Here are three blunders which every beekeeper should prevent:

1. Not understanding the best time to start a beekeeping business or hobby can end up being a calamity. It can lead to some lack of your bees and cash. Since most bees expire during the wintertime winter is the worst possible time to begin. This would compel a beekeeper to purchase a fresh batch of bees, which would cost more cash. Fall is another lousy time since there are fewer blooms, consequently a smaller amount of honey picked to start beekeeping. The best time to begin beekeeping is during summer, which will be the time of the year where there are plenty of flowers that are blooming.

2. Purchasing used equipment and old books. This really is a familiar mistake made by many start beekeepers. It’s understandable that one would want to save money as much as possible, but buying used gear and old beekeeping publications isn’t a great thought. First, used equipment can come with “inherited” problems. The extractor outlet might have a flow, or the uncapping knife mightn’t be sharp enough to uncap all the wax in one go. This would definitely change the quality of one’s honey, which will ben’t an ideal situation particularly if a beekeeper is planning to begin a honey-selling company. Second, outdated info can be provided by old books on beekeeping. One might be stuck using the traditional method when there are faster and better means fabrication honey and to keep beehives.

3. Refraining from purchasing protective equipment.
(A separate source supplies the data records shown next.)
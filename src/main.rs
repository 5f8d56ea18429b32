// SPDX-License-Identifier: MIT
//
// tilde — a raw-mode terminal text viewer.
//
// This is the main binary that wires together the two library crates:
//
//   t-term   → raw session, window size, key decoding, frame output
//   t-editor → document rows, cursor, frame composition
//
// Startup order:
//
//   args → config → logging → load file → raw mode → size → loop
//
// The file is loaded before raw mode goes in, so a missing file is
// reported on a terminal that was never touched. Once raw mode is on,
// the Editor owns the session; every exit path restores the terminal
// before anything is printed.

mod config;
mod editor;
mod error;
mod logging;

use std::fs::File;
use std::io::BufReader;
use std::path::{Path, PathBuf};
use std::process::ExitCode;

use clap::Parser;
use tracing::{error, info};

use t_editor::document::Document;
use t_term::terminal::Tty;

use crate::config::Config;
use crate::editor::Editor;
use crate::error::AppError;

/// A raw-mode terminal text viewer.
#[derive(Parser, Debug)]
#[command(name = "tilde", version, about)]
struct Args {
    /// File to display. Without one the screen shows only `~` markers.
    file: Option<PathBuf>,

    /// Config file to use instead of the default location.
    #[arg(long, value_name = "PATH")]
    config: Option<PathBuf>,

    /// Write logs here instead of the configured log file.
    #[arg(long, value_name = "PATH")]
    log_file: Option<PathBuf>,
}

/// Read `path` into a document, one row per line.
fn load_document(path: &Path) -> Result<Document, AppError> {
    let file_load = |source: std::io::Error| AppError::FileLoad {
        path: path.to_path_buf(),
        source,
    };
    let file = File::open(path).map_err(file_load)?;
    Document::from_reader(BufReader::new(file)).map_err(file_load)
}

fn run(args: Args) -> Result<(), AppError> {
    let file = config::load(args.config.as_deref())?;
    let config = Config::resolve(file, args.log_file)?;
    logging::init(&config.log_file, &config.log_level)?;

    info!(version = env!("CARGO_PKG_VERSION"), "starting");

    let doc = match &args.file {
        Some(path) => load_document(path)?,
        None => Document::new(),
    };

    let tty = Tty::new();
    if !tty.is_tty() {
        return Err(AppError::NotATerminal);
    }

    let mut editor = Editor::open(tty, doc, config.read_timeout_ds)?;
    editor.run()?;
    Ok(())
}

// ─── Entry point ────────────────────────────────────────────────────────────

fn main() -> ExitCode {
    let args = Args::parse();

    match run(args) {
        Ok(()) => ExitCode::SUCCESS,
        Err(e) => {
            // The editor has been dropped by now, so the terminal is back
            // in cooked mode.
            if e.touched_screen() {
                let _ = editor::clear(&mut std::io::stdout());
            }
            error!(error = %e, "fatal");
            eprintln!("tilde: {e}");
            ExitCode::FAILURE
        }
    }
}

// ─── Tests ──────────────────────────────────────────────────────────────────

#[cfg(test)]
mod tests {
    use super::*;
    use pretty_assertions::assert_eq;
    use std::io::Write;

    // ── Args ──────────────────────────────────────────────────────────────

    #[test]
    fn no_arguments() {
        let args = Args::try_parse_from(["tilde"]).unwrap();
        assert_eq!(args.file, None);
        assert_eq!(args.config, None);
        assert_eq!(args.log_file, None);
    }

    #[test]
    fn file_argument() {
        let args = Args::try_parse_from(["tilde", "notes.txt"]).unwrap();
        assert_eq!(args.file, Some(PathBuf::from("notes.txt")));
    }

    #[test]
    fn all_flags() {
        let args = Args::try_parse_from([
            "tilde",
            "--config",
            "/etc/tilde.toml",
            "--log-file",
            "/tmp/t.log",
            "a.txt",
        ])
        .unwrap();
        assert_eq!(args.file, Some(PathBuf::from("a.txt")));
        assert_eq!(args.config, Some(PathBuf::from("/etc/tilde.toml")));
        assert_eq!(args.log_file, Some(PathBuf::from("/tmp/t.log")));
    }

    #[test]
    fn two_files_rejected() {
        assert!(Args::try_parse_from(["tilde", "a", "b"]).is_err());
    }

    #[test]
    fn unknown_flag_rejected() {
        assert!(Args::try_parse_from(["tilde", "--colour"]).is_err());
    }

    // ── load_document ─────────────────────────────────────────────────────

    #[test]
    fn loads_every_line() {
        let mut file = tempfile::NamedTempFile::new().unwrap();
        file.write_all(b"one\r\ntwo\n\nfour").unwrap();

        let doc = load_document(file.path()).unwrap();
        assert_eq!(doc.len(), 4);
        assert_eq!(doc.row(0).unwrap().as_bytes(), b"one");
        assert_eq!(doc.row(1).unwrap().as_bytes(), b"two");
        assert!(doc.row(2).unwrap().is_empty());
        assert_eq!(doc.row(3).unwrap().as_bytes(), b"four");
    }

    #[test]
    fn empty_file_is_empty_document() {
        let file = tempfile::NamedTempFile::new().unwrap();
        let doc = load_document(file.path()).unwrap();
        assert!(doc.is_empty());
    }

    #[test]
    fn missing_file_is_file_load_error() {
        let dir = tempfile::tempdir().unwrap();
        let path = dir.path().join("missing.txt");

        let err = load_document(&path).unwrap_err();
        assert!(matches!(err, AppError::FileLoad { .. }));
        assert!(err.to_string().contains("missing.txt"));
    }

    #[test]
    fn directory_is_file_load_error() {
        let dir = tempfile::tempdir().unwrap();
        assert!(matches!(
            load_document(dir.path()),
            Err(AppError::FileLoad { .. })
        ));
    }
}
Think relating to this. He/she will come out as a pincushion with all the bee stingers stuck to their body, if one does not wear protective equipment when managing the hives and collecting the honeycombs. Protective gear is not cheap, yes, but it’ll help beekeepers avoid having to pay medical bills.

These three errors have been presented here to help they are avoided by future beekeepers. It truly is best to consult a professional beekeeper before getting started beekeeping. If purchasing a certain thing appears too high-priced, constantly think about the end price ( in case that they do not purchase this item now, will it cost them more later on?). In the long run, it is up to the individual to decide the best course of action.